■ Problem description ■
Only the lines below starting at the one that contains "filename src/cli/output.rs" and ending at the one that contains "let kind = match" are to be reproduced, exactly and with both ends kept.

■ ■ ■ ■

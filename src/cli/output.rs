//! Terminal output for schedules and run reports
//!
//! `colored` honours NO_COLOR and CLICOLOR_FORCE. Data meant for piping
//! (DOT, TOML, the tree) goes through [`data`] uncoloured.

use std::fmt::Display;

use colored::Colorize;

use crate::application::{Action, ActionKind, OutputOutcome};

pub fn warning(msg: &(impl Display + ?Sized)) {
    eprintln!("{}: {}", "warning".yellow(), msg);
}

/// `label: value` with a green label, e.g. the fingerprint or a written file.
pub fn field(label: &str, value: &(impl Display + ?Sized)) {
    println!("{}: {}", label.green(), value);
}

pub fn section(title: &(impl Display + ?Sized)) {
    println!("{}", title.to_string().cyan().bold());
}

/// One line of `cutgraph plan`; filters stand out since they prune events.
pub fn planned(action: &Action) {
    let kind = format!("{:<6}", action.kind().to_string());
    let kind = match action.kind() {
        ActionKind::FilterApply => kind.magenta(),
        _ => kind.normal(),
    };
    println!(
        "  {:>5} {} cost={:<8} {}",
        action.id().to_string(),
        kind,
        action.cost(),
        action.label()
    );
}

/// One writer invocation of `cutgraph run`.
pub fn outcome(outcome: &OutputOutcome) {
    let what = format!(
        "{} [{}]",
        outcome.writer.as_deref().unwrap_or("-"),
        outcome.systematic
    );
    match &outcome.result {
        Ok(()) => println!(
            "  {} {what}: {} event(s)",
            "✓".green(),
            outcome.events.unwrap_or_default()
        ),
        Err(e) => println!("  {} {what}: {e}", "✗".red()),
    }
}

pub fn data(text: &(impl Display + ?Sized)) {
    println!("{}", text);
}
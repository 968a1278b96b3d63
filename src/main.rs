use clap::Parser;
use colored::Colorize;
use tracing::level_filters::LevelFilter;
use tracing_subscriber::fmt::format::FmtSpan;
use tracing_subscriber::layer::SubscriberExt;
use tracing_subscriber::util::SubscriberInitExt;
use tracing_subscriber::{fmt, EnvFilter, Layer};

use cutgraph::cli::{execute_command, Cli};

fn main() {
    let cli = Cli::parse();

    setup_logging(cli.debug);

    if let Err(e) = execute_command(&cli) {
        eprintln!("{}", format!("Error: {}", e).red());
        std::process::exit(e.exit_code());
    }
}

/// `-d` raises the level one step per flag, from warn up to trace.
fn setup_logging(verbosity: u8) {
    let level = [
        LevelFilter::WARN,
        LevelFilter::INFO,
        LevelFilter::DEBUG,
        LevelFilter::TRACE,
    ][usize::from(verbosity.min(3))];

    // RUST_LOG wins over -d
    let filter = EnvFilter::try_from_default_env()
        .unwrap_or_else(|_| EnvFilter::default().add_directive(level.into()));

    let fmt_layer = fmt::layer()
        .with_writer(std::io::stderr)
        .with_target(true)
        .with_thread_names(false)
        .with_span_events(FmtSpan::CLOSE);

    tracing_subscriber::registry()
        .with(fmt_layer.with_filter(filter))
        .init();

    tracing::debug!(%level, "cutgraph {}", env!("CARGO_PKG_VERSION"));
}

■ ■ ■ ■

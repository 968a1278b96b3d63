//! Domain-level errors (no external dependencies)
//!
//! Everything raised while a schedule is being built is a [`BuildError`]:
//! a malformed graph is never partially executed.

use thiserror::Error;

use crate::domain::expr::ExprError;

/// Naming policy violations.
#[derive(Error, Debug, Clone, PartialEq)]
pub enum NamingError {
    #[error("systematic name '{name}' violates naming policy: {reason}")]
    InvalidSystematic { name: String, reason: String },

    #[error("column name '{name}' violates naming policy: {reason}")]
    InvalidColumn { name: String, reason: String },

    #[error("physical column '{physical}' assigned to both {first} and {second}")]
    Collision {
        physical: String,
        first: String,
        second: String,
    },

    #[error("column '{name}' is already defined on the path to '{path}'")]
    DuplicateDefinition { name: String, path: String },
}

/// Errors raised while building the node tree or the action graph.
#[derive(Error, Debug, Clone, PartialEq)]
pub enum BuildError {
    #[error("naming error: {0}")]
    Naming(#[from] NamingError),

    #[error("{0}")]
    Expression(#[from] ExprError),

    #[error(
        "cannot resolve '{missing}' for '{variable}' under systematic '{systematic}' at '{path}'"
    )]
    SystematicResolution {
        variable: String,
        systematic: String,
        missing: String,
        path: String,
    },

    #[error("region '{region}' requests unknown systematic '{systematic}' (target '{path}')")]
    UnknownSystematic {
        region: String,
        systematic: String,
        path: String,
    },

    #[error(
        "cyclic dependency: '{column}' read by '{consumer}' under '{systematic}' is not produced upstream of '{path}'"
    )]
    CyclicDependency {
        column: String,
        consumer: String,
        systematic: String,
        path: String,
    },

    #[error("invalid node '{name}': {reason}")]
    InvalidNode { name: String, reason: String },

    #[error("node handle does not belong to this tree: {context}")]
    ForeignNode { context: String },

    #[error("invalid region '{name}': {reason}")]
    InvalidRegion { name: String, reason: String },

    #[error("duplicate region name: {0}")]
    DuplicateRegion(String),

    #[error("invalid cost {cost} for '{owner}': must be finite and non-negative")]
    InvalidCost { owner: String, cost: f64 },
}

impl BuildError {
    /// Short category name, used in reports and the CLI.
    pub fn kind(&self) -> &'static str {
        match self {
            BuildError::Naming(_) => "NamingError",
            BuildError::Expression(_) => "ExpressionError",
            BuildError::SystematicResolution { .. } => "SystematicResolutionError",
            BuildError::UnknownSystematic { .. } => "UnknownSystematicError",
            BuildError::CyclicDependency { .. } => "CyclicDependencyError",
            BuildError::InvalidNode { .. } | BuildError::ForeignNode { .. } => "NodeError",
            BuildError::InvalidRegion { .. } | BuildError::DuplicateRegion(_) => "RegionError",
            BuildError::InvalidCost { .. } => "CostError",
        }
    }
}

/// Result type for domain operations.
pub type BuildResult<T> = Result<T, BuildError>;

■ ■ ■ ■

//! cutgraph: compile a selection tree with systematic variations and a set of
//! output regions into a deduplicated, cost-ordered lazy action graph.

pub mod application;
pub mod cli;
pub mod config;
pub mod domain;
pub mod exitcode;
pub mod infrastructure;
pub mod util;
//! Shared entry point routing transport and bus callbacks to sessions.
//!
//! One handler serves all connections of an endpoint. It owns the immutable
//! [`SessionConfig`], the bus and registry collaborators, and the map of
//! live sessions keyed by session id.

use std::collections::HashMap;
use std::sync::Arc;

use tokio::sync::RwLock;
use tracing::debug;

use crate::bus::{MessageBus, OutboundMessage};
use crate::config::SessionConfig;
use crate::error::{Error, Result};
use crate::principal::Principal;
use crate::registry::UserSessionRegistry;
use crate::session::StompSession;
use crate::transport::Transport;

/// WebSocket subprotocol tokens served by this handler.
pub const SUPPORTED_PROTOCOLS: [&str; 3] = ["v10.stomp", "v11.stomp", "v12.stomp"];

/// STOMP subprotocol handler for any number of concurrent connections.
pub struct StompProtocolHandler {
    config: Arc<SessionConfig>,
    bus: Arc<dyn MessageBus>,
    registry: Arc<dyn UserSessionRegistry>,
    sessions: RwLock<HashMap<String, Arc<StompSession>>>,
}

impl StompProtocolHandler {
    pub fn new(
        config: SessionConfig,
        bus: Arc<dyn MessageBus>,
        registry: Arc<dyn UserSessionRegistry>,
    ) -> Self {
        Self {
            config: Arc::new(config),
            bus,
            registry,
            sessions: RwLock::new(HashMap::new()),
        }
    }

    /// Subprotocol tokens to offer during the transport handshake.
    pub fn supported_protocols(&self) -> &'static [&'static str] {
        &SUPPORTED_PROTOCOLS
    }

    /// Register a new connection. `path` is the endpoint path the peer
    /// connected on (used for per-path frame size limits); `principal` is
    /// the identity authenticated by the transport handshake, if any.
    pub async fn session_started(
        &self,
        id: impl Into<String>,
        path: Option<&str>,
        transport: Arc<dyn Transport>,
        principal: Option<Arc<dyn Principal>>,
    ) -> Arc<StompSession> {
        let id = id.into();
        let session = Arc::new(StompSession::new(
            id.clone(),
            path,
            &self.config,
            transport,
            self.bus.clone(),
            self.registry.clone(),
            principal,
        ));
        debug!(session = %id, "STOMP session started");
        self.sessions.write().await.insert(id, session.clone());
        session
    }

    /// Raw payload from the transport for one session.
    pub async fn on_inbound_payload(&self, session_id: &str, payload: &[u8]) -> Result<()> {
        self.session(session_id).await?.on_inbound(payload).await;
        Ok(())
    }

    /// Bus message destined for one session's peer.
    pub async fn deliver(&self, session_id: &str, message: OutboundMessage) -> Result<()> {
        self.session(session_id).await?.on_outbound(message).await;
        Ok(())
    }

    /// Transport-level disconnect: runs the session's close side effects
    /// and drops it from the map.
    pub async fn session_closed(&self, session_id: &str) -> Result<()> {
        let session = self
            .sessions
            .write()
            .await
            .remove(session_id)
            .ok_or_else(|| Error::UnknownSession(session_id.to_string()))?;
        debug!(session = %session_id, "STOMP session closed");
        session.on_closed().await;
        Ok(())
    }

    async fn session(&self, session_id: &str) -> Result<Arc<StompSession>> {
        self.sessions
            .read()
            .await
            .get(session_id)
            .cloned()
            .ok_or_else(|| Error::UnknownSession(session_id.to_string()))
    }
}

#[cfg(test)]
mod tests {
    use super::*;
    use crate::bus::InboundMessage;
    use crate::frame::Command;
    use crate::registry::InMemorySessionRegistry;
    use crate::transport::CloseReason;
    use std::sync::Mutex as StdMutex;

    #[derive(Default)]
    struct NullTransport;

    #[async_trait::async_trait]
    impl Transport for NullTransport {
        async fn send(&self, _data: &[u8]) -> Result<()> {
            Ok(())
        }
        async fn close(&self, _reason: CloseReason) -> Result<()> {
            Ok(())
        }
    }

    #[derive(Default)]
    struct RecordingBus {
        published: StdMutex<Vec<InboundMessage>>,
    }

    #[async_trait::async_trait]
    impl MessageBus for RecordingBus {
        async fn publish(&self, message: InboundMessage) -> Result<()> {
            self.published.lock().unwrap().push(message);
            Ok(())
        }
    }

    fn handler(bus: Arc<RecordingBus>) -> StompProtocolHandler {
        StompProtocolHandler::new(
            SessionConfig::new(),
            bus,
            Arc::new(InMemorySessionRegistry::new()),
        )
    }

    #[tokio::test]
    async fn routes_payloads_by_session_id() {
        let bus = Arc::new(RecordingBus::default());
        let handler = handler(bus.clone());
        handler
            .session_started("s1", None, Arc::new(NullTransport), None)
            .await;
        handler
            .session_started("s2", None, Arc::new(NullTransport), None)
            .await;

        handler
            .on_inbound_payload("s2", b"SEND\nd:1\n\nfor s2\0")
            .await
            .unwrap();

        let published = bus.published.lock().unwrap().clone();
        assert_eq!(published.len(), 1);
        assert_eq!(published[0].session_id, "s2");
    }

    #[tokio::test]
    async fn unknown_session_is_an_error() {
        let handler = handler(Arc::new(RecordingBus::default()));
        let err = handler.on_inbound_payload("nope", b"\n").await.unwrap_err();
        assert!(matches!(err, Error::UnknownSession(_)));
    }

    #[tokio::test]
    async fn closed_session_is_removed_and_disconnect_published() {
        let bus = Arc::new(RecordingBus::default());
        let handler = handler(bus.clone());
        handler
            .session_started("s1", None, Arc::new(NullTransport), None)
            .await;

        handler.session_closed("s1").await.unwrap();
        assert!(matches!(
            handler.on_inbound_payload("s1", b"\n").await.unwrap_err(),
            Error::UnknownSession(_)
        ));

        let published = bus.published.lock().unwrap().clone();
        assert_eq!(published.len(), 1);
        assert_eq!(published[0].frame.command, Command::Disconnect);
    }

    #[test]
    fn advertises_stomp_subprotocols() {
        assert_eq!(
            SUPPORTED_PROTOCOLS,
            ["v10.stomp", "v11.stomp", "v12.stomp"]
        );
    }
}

■ ■ ■ ■

■ Written answer ■
filename src/cli/output.rs
//! Terminal output for schedules and run reports
//!
//! `colored` honours NO_COLOR and CLICOLOR_FORCE. Data meant for piping
//! (DOT, TOML, the tree) goes through [`data`] uncoloured.

use std::fmt::Display;

use colored::Colorize;

use crate::application::{Action, ActionKind, OutputOutcome};

pub fn warning(msg: &(impl Display + ?Sized)) {
    eprintln!("{}: {}", "warning".yellow(), msg);
}

/// `label: value` with a green label, e.g. the fingerprint or a written file.
pub fn field(label: &str, value: &(impl Display + ?Sized)) {
    println!("{}: {}", label.green(), value);
}

pub fn section(title: &(impl Display + ?Sized)) {
    println!("{}", title.to_string().cyan().bold());
}

/// One line of `cutgraph plan`; filters stand out since they prune events.
pub fn planned(action: &Action) {
    let kind = format!("{:<6}", action.kind().to_string());
    let kind = match action.kind() {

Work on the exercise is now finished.